This month marks the start of Ramadan. What is Ramadan? A question some of you may be asking. Ramadan is a holy month in the Islamic calendar which has just began. It’s a special month as it requires Muslims around the world to fast from sunrise to sunset. Many religions practice the act of fasting but for Muslims during Ramadan, fasting means to abstain from eating and drinking all together during daylight hours. I can read your mind right away. You are thinking……….. ‘Gosh, not even water?’ I have heard this phrase repeatedly in my lifetime. I’m also guessing you are thinking fasting from sunrise to sunset sounds incredibly hard.
I would like to share with you my understanding and experience of Ramadan having participated in it all my life.
There are a range of reasons why fasting is prescribed for Muslims. Ramadan is a time for spiritual reflection and self-improvement. It is a time to work on personal growth, change habits and refocus priorities. I have met Muslims who have managed to quit smoking, break the dependency on caffeine and for me it’s a time where I force myself to reduce my sugar intake which is much needed as I do like sweet things. It gives my body a break from the bad stuff and a time for the body to heal.

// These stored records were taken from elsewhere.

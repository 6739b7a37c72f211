//! Loads, stores, and inter-register transfers.

use crate::addressing::Operand;
use crate::cpu::Cpu;

pub(super) fn lda(cpu: &mut Cpu, operand: Operand) {
    cpu.a = cpu.read_operand(operand);
    cpu.p = cpu.p.with_zero_and_negative(cpu.a);
}

pub(super) fn ldx(cpu: &mut Cpu, operand: Operand) {
    cpu.x = cpu.read_operand(operand);
    cpu.p = cpu.p.with_zero_and_negative(cpu.x);
}

pub(super) fn ldy(cpu: &mut Cpu, operand: Operand) {
    cpu.y = cpu.read_operand(operand);
    cpu.p = cpu.p.with_zero_and_negative(cpu.y);
}

pub(super) fn sta(cpu: &mut Cpu, operand: Operand) {
    cpu.write_operand(operand, cpu.a);
}

pub(super) fn stx(cpu: &mut Cpu, operand: Operand) {
    cpu.write_operand(operand, cpu.x);
}

pub(super) fn sty(cpu: &mut Cpu, operand: Operand) {
    cpu.write_operand(operand, cpu.y);
}

pub(super) fn tax(cpu: &mut Cpu) {
    cpu.x = cpu.a;
    cpu.p = cpu.p.with_zero_and_negative(cpu.x);
}

pub(super) fn tay(cpu: &mut Cpu) {
    cpu.y = cpu.a;
    cpu.p = cpu.p.with_zero_and_negative(cpu.y);
}

pub(super) fn txa(cpu: &mut Cpu) {
    cpu.a = cpu.x;
    cpu.p = cpu.p.with_zero_and_negative(cpu.a);
}

pub(super) fn tya(cpu: &mut Cpu) {
    cpu.a = cpu.y;
    cpu.p = cpu.p.with_zero_and_negative(cpu.a);
}

pub(super) fn tsx(cpu: &mut Cpu) {
    cpu.x = cpu.sp;
    cpu.p = cpu.p.with_zero_and_negative(cpu.x);
}

/// The one transfer that doesn't touch N/Z: SP isn't a data register, so
/// loading it from X is never treated as producing a "result" to test.
pub(super) fn txs(cpu: &mut Cpu) {
    cpu.sp = cpu.x;
}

But for me what fasting really gives me is an opportunity to practice gratitude. When you are stripped of the privilege of eating as you wish throughout the day you remember the many around the world who are far less fortunate than us and you suddenly appreciate the smallest of things. Even water doesn’t taste quite so boring and bland.
I would be lying to you if I said it was the easiest experience of my life. But I have taken part in much harder activities too. I have been fasting for much of my adult life, so my mind and body has become accustomed to it. It’s as much a mental challenge as it is a physical challenge. But I strongly believe fasting has helped me to be more disciplined, this means doing something even if you don’t feel like it. I feel this is something we can all relate to, completing laborious admin tasks, that bit of DIY that you have been avoiding, committing to an exercise routine. Life is full of hard things and completing tasks we might not want to. Fasting during Ramadan has helped me to become a more disciplined individual.
Whilst most people who don’t observe Ramadan associate it with fasting, it’s about so much more. I have asked many of my Muslim family and friends what Ramadan means to them and these were some of their responses: generosity, community, appreciation, family, unity, simplicity and gratitude. Of course, the words hunger, thirst and tiredness also cropped up. But I would like to discuss some of these further.
Simplicity– Life is very much go, go go! But in Ramadan we slow it all down. It’s a much-needed time to simplify life and keep commitments and distractions to a minimum. A friend described it as a time to detox the mind, body and soul. I would agree because perhaps surprisingly Ramadan is a time when my mind is at its calmest as I live in a rather uncomplicated way.
Family– I would certainly associate Ramadan with family. Having been bought up in a Muslim household I have fond memories as a child of Ramadan being a time where everyone in the family took a step away from their busy schedules and came together for chatter, games, prayer and food.
Unity– There is a real sense of unity during Ramadan among everyone that is fasting. There is something rather endearing to know that tens of millions of Muslims around the world are experiencing the joys and hardships of Ramadan altogether. I guess we are all thinking we are all in this together as one large community.
Ramadan has begun this week. I am most certainly not advocating that anyone attempts to join in with fasting during this time. But what I would like you to consider is joining the many Muslims that are fasting around the world who are showing self-discipline. How can you show self-discipline? I would like you to approach life with the same spirit. Lace up and go for that run, drop that extra spoonful of sugar because you know you can, complete that something you are always putting off. Tell yourself you can do hard things, tell yourself I’m going to get on with this even if I don’t feel like it. I would like you to join in with Ramadan by also refocusing priorities and changing habits like the many Muslims around the world. Maybe you could spend a little less time of gadgets and sleep earlier. Consider one small change that will improve your mental or physical health and lastly join in with Ramadan by spending some quality time with those that are important to you. Maybe you could catch up with a friend, check in with a neighbour, invite family over for a meal.
Ramadan can sound super serious despite the hardship of fasting for a whole month Ramadan is a special time for Muslims across the world. This year make Ramadan a special time for you too.